Чем доброжелательнее был мужчина – чем большую свободу предоставлял Люку, чем больше рассказывал, как много он о нем думает, – тем страшнее становилось. И тем решительнее Люк пытался помочь себе.

Трудно заставить себя сконцентрироваться на решительных действиях, когда единственное, чего тебе хочется, – свернуться клубочком и лежать неподвижно, спать, пока все не закончится. Прошло уже несколько часов со времени последнего визита мужчины, Люк про себя декламировал поэзию, вспоминал слова песен… готов был делать что угодно, лишь бы не думать о том, что рассказал и продолжал рассказывать этот человек. Он знал, что это отвратительный вздор, как та неправда, которой однажды школьный задира шепотом поделился с Люком. Этому человеку доставляло удовольствие спускаться в подвал с фонариком и говорить мерзости. Изрыгать гнусности и пудрить ему мозги. Делать его больным. Поэтому Люк, как мог, забивал свои мысли другими вещами, пытаясь вытеснить сказанное этим человеком.

И он сконцентрировался на боли, которую причиняли ему десяток порезов и синяков. Он ковырял ногтем царапины на суставах пальцев, пока физическая боль не пересилила тупую, ноющую боль, которую оставили слова этого человека.

Люк встал, нащупал, шаря руками по грязному полу, вокруг себя куски порванной ленты. Он попытался сконцентрироваться на плане подвала, который мысленно нарисовал себе: низкие углы, сырые трещины и пахнущие плесенью углубления. Полки с толстым слоем пыли. Банки с краской. Мешки с цементом и рамки для картин.

Если мужчина все еще находится в доме, он, вероятно, скоро спустится к нему снова. Чтобы рассказать еще больше… или хуже того.

Люк вгляделся в густую, непроглядную темень и принял решение.

Ему необходимо оружие.

Глава восемнадцатая


Сталкиваться с убийством всегда ужасно, но когда дело доходит до того, чтобы выехать на осмотр трупа, меньше всего это хочется делать глубокой ночью. Хотя при свете дня место преступления кажется еще более бесстыдным и крикливым. И все дело в том, как солнечный свет, падающий на тело, подчеркивает жестокость происшедшего. Бьет, как обухом по голове, шокирующей правдой – трагедия произошла, пока все остальные люди занимались своими делами: гуляли по городу, ходили по магазинам, сидели, скучая, за кассой или письменным столом. А в это время всего в нескольких метрах от них кто то истекал кровью и умирал.
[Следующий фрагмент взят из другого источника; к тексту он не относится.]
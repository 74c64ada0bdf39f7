//! Editing sessions.
//!
//! A [`RecipeDraft`] holds the detail document a user is editing and applies
//! the image cleanup that goes with removing steps, notes or a cover photo.
//! [`ImageImport`] loads photos in the background and feeds the stored paths
//! into a step as each one finishes.

use std::future::Future;

use tokio::task::JoinSet;
use tracing::{debug, warn};
use uuid::Uuid;

use crate::assets::AssetStore;
use crate::error::Result;
use crate::model::{CookingNote, RecipeDetail, RecipeSummary, Step};
use crate::storage::{Mutation, RecipeRepository};

/// A recipe being created or edited.
///
/// Images removed from the draft are deleted from the asset store right away,
/// not when the draft is committed.
#[derive(Debug, Clone)]
pub struct RecipeDraft {
    detail: RecipeDetail,
    is_new: bool,
}
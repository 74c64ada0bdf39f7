//! `recipebox` - CLI for the recipe store
//!
//! This binary composes the configuration, the repository and the asset store
//! and exposes them as subcommands.

#![warn(missing_debug_implementations)]
#![deny(unsafe_code)]

use anyhow::{bail, Context};
use clap::Parser;

use recipebox::cli::{
    AddCommand, AttachCommand, Cli, Command, ConfigCommand, ListCommand, ShowCommand,
    UpdateCommand,
};
use recipebox::{
    init_logging, Category, Config, ImageImport, Mutation, RecipeDraft, RecipeRepository,
    RecipeSummary, DEFAULT_CATEGORY,
};

fn main() -> anyhow::Result<()> {
    let cli = Cli::parse();

    init_logging(cli.verbosity());

    let config = Config::load_from(cli.config.clone())?;

    match cli.command {
        Command::List(cmd) => handle_list(&config, &cmd),
        Command::Show(cmd) => handle_show(&config, &cmd),
        Command::Add(cmd) => handle_add(&config, cmd),
        Command::Update(cmd) => handle_update(&config, cmd),
        Command::Delete(cmd) => {
            let mut repo = RecipeRepository::from_config(&config);
            let summary = find_summary(&repo, cmd.id)?;
            repo.try_delete_recipe(&summary)?;
            println!("Deleted {} ({})", summary.name, summary.id);
            Ok(())
        }
        Command::Attach(cmd) => handle_attach(&config, cmd),
        Command::Categories => {
            for category in Category::defaults() {
                println!("{}", category.name);
            }
            Ok(())
        }
        Command::Config(cmd) => handle_config(&config, cmd),
    }
}

fn find_summary(repo: &RecipeRepository, id: uuid::Uuid) -> anyhow::Result<RecipeSummary> {
    repo.get_summary(id)
        .cloned()
        .with_context(|| format!("no recipe with id {id}"))
}

fn handle_list(config: &Config, cmd: &ListCommand) -> anyhow::Result<()> {
    let repo = RecipeRepository::from_config(config);
    let recipes = repo.search(cmd.query.as_deref().unwrap_or_default());

    if cmd.json {
        println!("{}", serde_json::to_string_pretty(&recipes)?);
        return Ok(());
    }

    if recipes.is_empty() {
        println!("No recipes.");
    }
    for recipe in recipes {
        println!(
            "{}  {:<30} {:<14} {}",
            recipe.id,
            recipe.name,
            recipe.category,
            recipe.create_date.format("%Y-%m-%d")
        );
    }
    Ok(())
}

fn handle_show(config: &Config, cmd: &ShowCommand) -> anyhow::Result<()> {
    let repo = RecipeRepository::from_config(config);
    let detail = repo
        .detail_or_default(cmd.id)
        .with_context(|| format!("no recipe with id {}", cmd.id))?;

    if cmd.json {
        println!("{}", serde_json::to_string_pretty(&detail)?);
        return Ok(());
    }

    println!("{}", detail.name);
    println!("{}", "=".repeat(detail.name.chars().count().max(1)));
    println!("Category:    {}", detail.category);
    println!("Created:     {}", detail.create_date.to_rfc3339());
    println!("Updated:     {}", detail.update_date.to_rfc3339());
    if let Some(cover) = &detail.cover_image_path {
        println!("Cover:       {cover}");
    }
    if !detail.description.is_empty() {
        println!();
        println!("{}", detail.description);
    }
    println!();
    println!("Ingredients: {}", detail.ingredients.join(", "));
    println!("Seasonings:  {}", detail.seasonings.join(", "));
    if !detail.steps.is_empty() {
        println!();
        println!("[Steps]");
        for (n, step) in detail.steps.iter().enumerate() {
            println!("  {}. {}", n + 1, step.description);
            for path in &step.image_paths {
                println!("     photo: {path}");
            }
        }
    }
    if !detail.notes.is_empty() {
        println!();
        println!("[Notes]");
        for note in &detail.notes {
            println!("  {}  {}", note.create_date.format("%Y-%m-%d"), note.content);
        }
    }
    Ok(())
}

fn handle_add(config: &Config, cmd: AddCommand) -> anyhow::Result<()> {
    let mut repo = RecipeRepository::from_config(config);

    let mut draft = RecipeDraft::new_recipe();
    draft.detail_mut().name = cmd.name;
    draft.detail_mut().category = cmd.category.unwrap_or_else(|| DEFAULT_CATEGORY.to_string());
    draft.detail_mut().description = cmd.description.unwrap_or_default();
    for ingredient in &cmd.ingredients {
        draft.add_ingredient(ingredient);
    }

    let id = draft.id();
    draft.commit(&mut repo)?;
    println!("{id}");
    Ok(())
}

fn handle_update(config: &Config, cmd: UpdateCommand) -> anyhow::Result<()> {
    let mut repo = RecipeRepository::from_config(config);
    let mut summary = find_summary(&repo, cmd.id)?;

    if let Some(name) = cmd.name {
        summary.name = name;
    }
    if !cmd.ingredients.is_empty() {
        summary.ingredients = cmd.ingredients;
    }
    if let Some(category) = cmd.category {
        summary.category = category;
    }

    match repo.try_update_recipe(summary, None)? {
        Mutation::Applied => println!("Updated {}", cmd.id),
        Mutation::UnknownId => bail!("no recipe with id {}", cmd.id),
    }
    Ok(())
}

fn handle_attach(config: &Config, cmd: AttachCommand) -> anyhow::Result<()> {
    let mut repo = RecipeRepository::from_config(config);
    let detail = repo
        .detail_or_default(cmd.id)
        .with_context(|| format!("no recipe with id {}", cmd.id))?;

    let mut draft = RecipeDraft::edit(detail);
    let index = cmd.step.checked_sub(1).context("steps are numbered from 1")?;
    let mut import = ImageImport::new(draft.id(), repo.assets().clone());
    let Some(step) = draft.step_mut(index) else {
        bail!("recipe {} has no step {}", cmd.id, cmd.step);
    };

    let runtime = tokio::runtime::Runtime::new()?;
    let attached = runtime.block_on(async {
        for file in cmd.files {
            import.spawn(async move {
                match tokio::fs::read(&file).await {
                    Ok(bytes) => Some(bytes),
                    Err(e) => {
                        eprintln!("Skipping {}: {e}", file.display());
                        None
                    }
                }
            });
        }
        import.drain_into(step).await
    });

    if attached == 0 {
        bail!("no images could be attached");
    }
    draft.commit(&mut repo)?;
    println!("Attached {attached} image(s) to step {}", cmd.step);
    Ok(())
}

fn handle_config(config: &Config, cmd: ConfigCommand) -> anyhow::Result<()> {
    match cmd {
        ConfigCommand::Show { json } => {
            if json {
                println!("{}", serde_json::to_string_pretty(config)?);
            } else {
                println!("Current Configuration");
                println!("=====================");
                println!();
                println!("[Storage]");
                println!("  Root:               {}", config.storage_root().display());
                println!();
                println!("[Images]");
                println!("  JPEG quality:       {}", config.images.jpeg_quality);
                println!("  Max dimension:      {}", config.images.max_dimension);
            }
        }
        ConfigCommand::Path => {
            println!("{}", Config::default_config_path().display());
        }
        ConfigCommand::Validate { file } => {
            let path = file.unwrap_or_else(Config::default_config_path);
            println!("Validating configuration: {}", path.display());
            match Config::load_from(Some(path)) {
                Ok(_) => println!("Configuration is valid."),
                Err(e) => println!("Configuration error: {e}"),
            }
        }
    }
    Ok(())
}
//! CLI command definitions.

use std::path::PathBuf;

use clap::{Args, Subcommand};
use uuid::Uuid;

/// List command arguments.
#[derive(Debug, Args)]
pub struct ListCommand {
    /// Only show recipes whose name or ingredients contain this text
    #[arg(short = 's', long = "query")]
    pub query: Option<String>,

    /// Output as JSON
    #[arg(short, long)]
    pub json: bool,
}

/// Show command arguments.
#[derive(Debug, Args)]
pub struct ShowCommand {
    /// Recipe id
    pub id: Uuid,

    /// Output the detail document as JSON
    #[arg(short, long)]
    pub json: bool,
}

/// Add command arguments.
#[derive(Debug, Args)]
pub struct AddCommand {
    /// Dish name
    pub name: String,

    /// Ingredient (repeatable)
    #[arg(short, long = "ingredient")]
    pub ingredients: Vec<String>,

    /// Category name
    #[arg(long)]
    pub category: Option<String>,

    /// Free-text description
    #[arg(short, long)]
    pub description: Option<String>,
}

/// Update command arguments.
///
/// Only the fields a summary carries can be changed here; the rest of the
/// detail document is preserved.
#[derive(Debug, Args)]
pub struct UpdateCommand {
    /// Recipe id
    pub id: Uuid,

    /// New dish name
    #[arg(short, long)]
    pub name: Option<String>,

    /// Replace the ingredient list (repeatable)
    #[arg(short, long = "ingredient")]
    pub ingredients: Vec<String>,

    /// New category name
    #[arg(long)]
    pub category: Option<String>,
}

/// Delete command arguments.
#[derive(Debug, Args)]
pub struct DeleteCommand {
    /// Recipe id
    pub id: Uuid,
}

/// Attach command arguments.
#[derive(Debug, Args)]
pub struct AttachCommand {
    /// Recipe id
    pub id: Uuid,

    /// Step number, starting at 1
    #[arg(short, long)]
    pub step: usize,

    /// Image files to attach
    #[arg(required = true)]
    pub files: Vec<PathBuf>,
}

/// Configuration commands.
#[derive(Debug, Subcommand)]
pub enum ConfigCommand {
    /// Show current configuration
    Show {
        /// Output as JSON
        #[arg(short, long)]
        json: bool,
    },

    /// Show configuration file path
    Path,

    /// Validate configuration file
    Validate {
        /// Path to config file (uses default if not specified)
        #[arg(short, long)]
        file: Option<PathBuf>,
    },
}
Ночью же Торн мог выполнять все необходимые в таких случаях действия, слабо утешая себя тем, что сделает нужную, хотя и грязную работу, «уладив недоразумение» еще до рассвета. Когда у него было плохое настроение, он считал подобную ночную работенку сродни сгребанию дерьма лопатой на гору. Но сегодня, стоя над трупом пожилой женщины, пока все ее соседи еще спали, он чувствовал, что будет вносить свой посильный вклад в дело поддержания благочиния, которое порождало незнание.

Он успел перекинуться парой слов с Хендриксом, пока тело упаковывали в пластиковый мешок. Обычный разговор, который ведут люди, прежде чем приступить к работе:

– Как дела?

– Хорошо. Ты прочитал мою записку?

– Да, но это мало что меняет.

– Не совсем. Я видел Брендона.

– И что?

– Что – никто не кричал, и я не пытался разбить ему лицо – такое красивое лицо…

Сейчас, по прошествии минут сорока, разговор перетек в более деловое русло. Говорили о мертвенной бледности и температуре внутренних органов, травматической асфиксии и трупном окоченении. Пока Хендрикс что то записывал на маленький цифровой диктофон, Торн наблюдал, как бригада криминалистов сновала по крошечной спальне Кэтлин Бристоу. Всегда, когда Торн видел их за работой, он чувствовал, что нечто точит его изнутри, раздражает, как грубый шов на костюме из искусственной ткани, который натирает кожу. Через несколько лет работы он понял – дело в обыкновенной зависти… Торн завидовал их уверенности, их знаниям, которые, как он полагал, и давали это чувство уверенности, которое сам он испытывал редко.

Их уликам, которые они соберут для таких, как он, подпишут, запакуют и представят в суде. Без этого – лучшее, что он мог предложить, свои догадки и предположения.

– Что можешь сказать, Фил?

Хендрикс взял мертвую женщину за руку. Ее тело было испещрено пятнышками и казалось синеватым на фоне его бежевых медицинских перчаток.

– По всем признакам мы можем говорить о двадцати четырех часах. Возможно, смерть наступила вчера рано утром. Или глубокой ночью.

Вчера вечером они арестовали Гранта Фристоуна.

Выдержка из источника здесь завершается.